중앙데일리

[Perspective]
Still a Korean book by any other name

Dec 10,2008
Isabelle Danbee Moon
I had a heated discussion with a friend the other night over whether you have to learn a language in order to access a culture. He held that it wasn’t necessary, that there were plenty of avenues to understanding without actually getting caught up in semantics.

I, overly proud of the sad collection of nouns and verbs I’ve gathered during my time here, refused to admit that it was possible to discover the true essence of a people without being able to sit down and have a heated argument with them.

But when it comes to Korea, my side of the dispute is holding less and less water. Determined as it is to reach out to the world, Korea is breaking out the English-language services at a furious pace. Last week, for example, saw the launch of the all-English FM station, TBS eFM (101.3 FM).

And as the Korean diaspora grows, the literary offerings in English are also set to explode. At the forefront of this is Yonsei University’s Underwood International College. The school has an English-language creative writing program - headed up by the very person I was having the language talk with, writer Gabe Hudson.

Members of the program are driving forces behind the UIC Cultural Arts and Theater Society, which is launching the newest edition of its literary magazine, “The Lab,” on Friday. The free event will be held at 6:30 p.m. in the university’s New Millennium Hall.

The editor-in-chief of this edition is 20-year-old Isabelle Danbee Moon, who spent part of her childhood in the States, and a later stint in New Zealand. “I didn’t ever think I would be writing about Korea,” she said, “but I realized that there’s a lot of stuff going on here that’s not touched on by traditional Korean writers.”

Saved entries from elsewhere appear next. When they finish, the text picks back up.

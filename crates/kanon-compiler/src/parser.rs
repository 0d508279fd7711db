//! Rego module parser.
//!
//! Source is syntax-checked with `regorus`, then scanned line by line for the
//! parts metadata extraction needs: package, imports, comments and top-level
//! rules. Policy logic is never evaluated.

use std::fs;
use std::path::{Path, PathBuf};

use tracing::debug;

use crate::error::{CompilerError, Result};

/// A comment line and its 1-based line number.
#[derive(Debug, Clone, PartialEq, Eq)]
pub struct Comment {
    /// Line number in the source.
    pub line: usize,
    /// Text after the `#`, untrimmed.
    pub text: String,
}

/// A top-level rule.
#[derive(Debug, Clone, PartialEq, Eq)]
pub struct Rule {
    /// Rule head name (`violation`, `warn`, `policyID`, ...).
    pub name: String,
    /// Line of the rule head.
    pub line: usize,
    /// Head and body text, without comments.
    pub text: String,
}

impl Rule {
    /// Returns the value assigned in the rule head, if any.
    ///
    /// `policyID := "P1001"` yields `P1001`.
    #[must_use]
    pub fn head_value(&self) -> Option<String> {
        let (head, _) = split_comment(self.text.lines().next()?, &mut false);
        let idx = head.find(":=").map(|i| i + 2).or_else(|| head.find('=').map(|i| i + 1))?;
        let value = head[idx..].split(" if").next()?.trim();
        let value = value.trim_matches('"').trim_matches('`');
        (!value.is_empty()).then(|| value.to_string())
    }
}

/// A parsed Rego module.
#[derive(Debug, Clone, PartialEq, Eq)]
pub struct RegoModule {
    /// Source file path.
    pub path: PathBuf,
    /// Declared package, without the `data.` prefix.
    pub package: String,
    /// Line of the package declaration.
    pub package_line: usize,
    /// Import paths in declaration order, aliases stripped.
    pub imports: Vec<String>,
    /// Every full-line comment.
    pub comments: Vec<Comment>,
    /// Top-level rules in declaration order.
    pub rules: Vec<Rule>,
    /// Raw source.
    pub source: String,
}

impl RegoModule {
    /// Returns the `data.`-qualified package path used for import lookup.
    #[must_use]
    pub fn package_path(&self) -> String {
        format!("data.{}", self.package)
    }

    /// Returns the comments placed before the package declaration.
    #[must_use]
    pub fn header_comments(&self) -> Vec<Comment> {
        self.comments
            .iter()
            .filter(|c| c.line < self.package_line)
            .cloned()
            .collect()
    }

    /// Returns the comments after the package declaration.
    pub fn body_comments(&self) -> impl Iterator<Item = &Comment> {
        self.comments.iter().filter(|c| c.line > self.package_line)
    }

    /// Returns rule head names in declaration order.
    #[must_use]
    pub fn rule_names(&self) -> Vec<String> {
        self.rules.iter().map(|r| r.name.clone()).collect()
    }

    /// Returns the first rule with the given name.
    #[must_use]
    pub fn rule(&self, name: &str) -> Option<&Rule> {
        self.rules.iter().find(|r| r.name == name)
    }

    /// Returns the display form of the source path.
    #[must_use]
    pub fn file_name(&self) -> String {
        self.path.display().to_string()
    }
}

/// Parser for Rego module files.
///
/// # Examples
///
/// ```rust
/// use kanon_compiler::Parser;
///
/// let module = Parser::new()
///     .parse_source(
///         "# @title Example\npackage example\n\nimport rego.v1\n\nviolation contains msg if {\n    msg := \"no\"\n}\n",
///         "policies/example/src.rego",
///     )
///     .unwrap();
///
/// assert_eq!(module.package, "example");
/// assert_eq!(module.rule_names(), vec!["violation"]);
/// ```
#[derive(Debug)]
pub struct Parser {
    /// Whether to run the full Rego parser before scanning.
    syntax_check: bool,
}

impl Default for Parser {
    fn default() -> Self {
        Self::new()
    }
}

impl Parser {
    /// Creates a new parser with syntax checking enabled.
    #[must_use]
    pub const fn new() -> Self {
        Self { syntax_check: true }
    }

    /// Sets whether to syntax-check sources with the Rego parser.
    #[must_use]
    pub const fn with_syntax_check(mut self, check: bool) -> Self {
        self.syntax_check = check;
        self
    }

    /// Parses a Rego module from a file.
    ///
    /// # Errors
    ///
    /// Returns an error if the file cannot be read or parsed.
    pub fn parse_file(&self, path: impl AsRef<Path>) -> Result<RegoModule> {
        let path = path.as_ref();
        debug!(?path, "Parsing rego file");

        let source = fs::read_to_string(path).map_err(|e| CompilerError::FileReadError {
            path: path.to_path_buf(),
            source: e,
        })?;

        self.parse_source(&source, path)
    }

    /// Parses a Rego module from source code.
    ///
    /// # Errors
    ///
    /// Returns an error if the source is not valid Rego or has no package.
    pub fn parse_source(&self, source: &str, path: impl AsRef<Path>) -> Result<RegoModule> {
        let path = path.as_ref();
        let file_name = path.display().to_string();

        if self.syntax_check {
            check_syntax(source, &file_name)?;
        }

        let mut module = RegoModule {
            path: path.to_path_buf(),
            package: String::new(),
            package_line: 0,
            imports: Vec::new(),
            comments: Vec::new(),
            rules: Vec::new(),
            source: source.to_string(),
        };
        let mut current: Option<Rule> = None;
        let mut in_raw = false;

        for (idx, line) in source.lines().enumerate() {
            let line_num = idx + 1;
            let continues_raw = in_raw;
            let (code, comment) = split_comment(line, &mut in_raw);
            let trimmed = code.trim();
            let text = if comment.is_some() { code.trim_end() } else { line };

            if continues_raw {
                if let Some(rule) = current.as_mut() {
                    rule.text.push_str(text);
                    rule.text.push('\n');
                }
                continue;
            }

            if trimmed.is_empty() {
                if let Some(comment) = comment {
                    module.comments.push(Comment {
                        line: line_num,
                        text: comment.to_string(),
                    });
                } else if let Some(rule) = current.as_mut() {
                    rule.text.push('\n');
                }
                continue;
            }

            if module.package_line == 0 {
                let Some(rest) = strip_keyword(trimmed, "package") else {
                    return Err(CompilerError::MissingPackage { file: file_name });
                };
                let package = rest.trim().trim_end_matches(';');
                if package.is_empty() {
                    return Err(CompilerError::ParseError {
                        file: file_name,
                        line: line_num,
                        message: "Empty package name".to_string(),
                    });
                }
                module.package = package.to_string();
                module.package_line = line_num;
                continue;
            }

            if let Some(rest) = strip_keyword(trimmed, "import") {
                module.rules.extend(current.take());
                if let Some(path) = rest.split_whitespace().next() {
                    module.imports.push(path.trim_end_matches(';').to_string());
                }
                continue;
            }

            let top_level = !line.starts_with(char::is_whitespace);
            if top_level {
                if let Some(name) = rule_head_name(trimmed) {
                    module.rules.extend(current.take());
                    current = Some(Rule {
                        name,
                        line: line_num,
                        text: format!("{text}\n"),
                    });
                    continue;
                }
            }

            if let Some(rule) = current.as_mut() {
                rule.text.push_str(text);
                rule.text.push('\n');
            }
        }
        module.rules.extend(current);

        if module.package_line == 0 {
            return Err(CompilerError::MissingPackage { file: file_name });
        }

        for rule in &mut module.rules {
            let trimmed = rule.text.trim_end().len();
            rule.text.truncate(trimmed);
        }

        debug!(
            package = %module.package,
            rules = module.rules.len(),
            imports = module.imports.len(),
            "Parsed rego module"
        );

        Ok(module)
    }
}

/// Runs the source through the `regorus` parser.
fn check_syntax(source: &str, file_name: &str) -> Result<()> {
    let mut engine = regorus::Engine::new();
    engine
        .add_policy(file_name.to_string(), source.to_string())
        .map_err(|e| {
            let message = e.to_string();
            CompilerError::ParseError {
                file: file_name.to_string(),
                line: extract_line_from_error(&message).unwrap_or(1),
                message,
            }
        })?;
    Ok(())
}

/// Returns the source without full-line comments.
///
/// Lines inside a raw string are kept even when they start with `#`.
///
/// ```rust
/// use kanon_compiler::parser::strip_comment_lines;
///
/// let source = "# header\npackage a\n\nx := `\n# kept\n`\n";
/// assert_eq!(strip_comment_lines(source), "package a\n\nx := `\n# kept\n`");
/// ```
#[must_use]
pub fn strip_comment_lines(source: &str) -> String {
    let mut in_raw = false;
    source
        .lines()
        .filter(|line| {
            let continues_raw = in_raw;
            let (code, comment) = split_comment(line, &mut in_raw);
            continues_raw || comment.is_none() || !code.trim().is_empty()
        })
        .collect::<Vec<_>>()
        .join("\n")
}

/// Splits a line into code and the text of a trailing comment.
///
/// `#` only starts a comment outside string literals. `in_raw` carries an
/// unterminated backtick string over to the next line.
fn split_comment<'a>(line: &'a str, in_raw: &mut bool) -> (&'a str, Option<&'a str>) {
    let mut in_string = false;
    let mut escaped = false;

    for (idx, c) in line.char_indices() {
        if *in_raw {
            if c == '`' {
                *in_raw = false;
            }
        } else if in_string {
            if escaped {
                escaped = false;
            } else if c == '\\' {
                escaped = true;
            } else if c == '"' {
                in_string = false;
            }
        } else {
            match c {
                '"' => in_string = true,
                '`' => *in_raw = true,
                '#' => return (&line[..idx], Some(&line[idx + 1..])),
                _ => {}
            }
        }
    }

    (line, None)
}

/// Strips a leading keyword followed by whitespace.
fn strip_keyword<'a>(line: &'a str, keyword: &str) -> Option<&'a str> {
    line.strip_prefix(keyword)
        .filter(|rest| rest.starts_with(char::is_whitespace))
}

/// Extracts the rule name from a top-level line, if it is a rule head.
///
/// Recognized heads: `name[..]`, `name { .. }`, `name := ..`, `name = ..`,
/// `name if ..`, `name contains ..`, `name(..)`, `name.ref ..` and the
/// `default` forms of these.
fn rule_head_name(line: &str) -> Option<String> {
    if line.starts_with('}') || strip_keyword(line, "else").is_some() || line == "else" {
        return None;
    }

    let line = strip_keyword(line, "default").map_or(line, str::trim_start);

    let end = line
        .find(|c: char| !(c.is_ascii_alphanumeric() || c == '_'))
        .unwrap_or(line.len());
    let name = &line[..end];
    if !is_valid_identifier(name) {
        return None;
    }

    let rest = line[end..].trim_start();
    let is_head = rest.is_empty()
        || rest.starts_with(['[', '{', '(', '.'])
        || rest.starts_with(":=")
        || (rest.starts_with('=') && !rest.starts_with("=="))
        || is_word(rest, "if")
        || is_word(rest, "contains");

    is_head.then(|| name.to_string())
}

/// Checks that `rest` starts with `word` as a whole word.
fn is_word(rest: &str, word: &str) -> bool {
    rest.strip_prefix(word)
        .is_some_and(|after| after.is_empty() || after.starts_with([' ', '\t', '{']))
}

/// Checks if a string is a valid Rego identifier.
fn is_valid_identifier(s: &str) -> bool {
    let mut chars = s.chars();
    let Some(first) = chars.next() else {
        return false;
    };
    if !first.is_ascii_alphabetic() && first != '_' {
        return false;
    }
    chars.all(|c| c.is_ascii_alphanumeric() || c == '_')
}

/// Extracts line number from error message.
fn extract_line_from_error(msg: &str) -> Option<usize> {
    let msg_lower = msg.to_lowercase();

    // Pattern: "line N"
    if let Some(idx) = msg_lower.find("line ") {
        let rest = &msg[idx + 5..];
        if let Some(num_str) = rest.split_whitespace().next() {
            if let Ok(num) = num_str.trim_matches(|c: char| !c.is_ascii_digit()).parse() {
                return Some(num);
            }
        }
    }

    // Pattern: "file.rego:N:M"
    for part in msg.split(':') {
        if let Ok(num) = part.trim().parse() {
            if num > 0 {
                return Some(num);
            }
        }
    }

    None
}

Moon, who Hudson assures me will be a well-known writer in no time, has been approaching her work in a way that a lot of different sectors of the Korean soft-power PR push could learn from. “I use a lot of Korean words spelled out in English that aren’t in the [English] dictionary yet. I think it’s interesting that Korean can be combined with English.”

Then, stepping right over the language-access issue, Moon landed on a related controversy.

“There’s been a lot of talk about whether a book can truly be Korean if it’s written in a language other than Korean,” said Moon. “I want people to see that a book written by a Korean about Korean culture is still a Korean book, even if it’s written in another language,” she said.

Meanwhile, I’m left clinging to the shreds of my argument as I flip through the pages of a Korean literary magazine that’s written in English.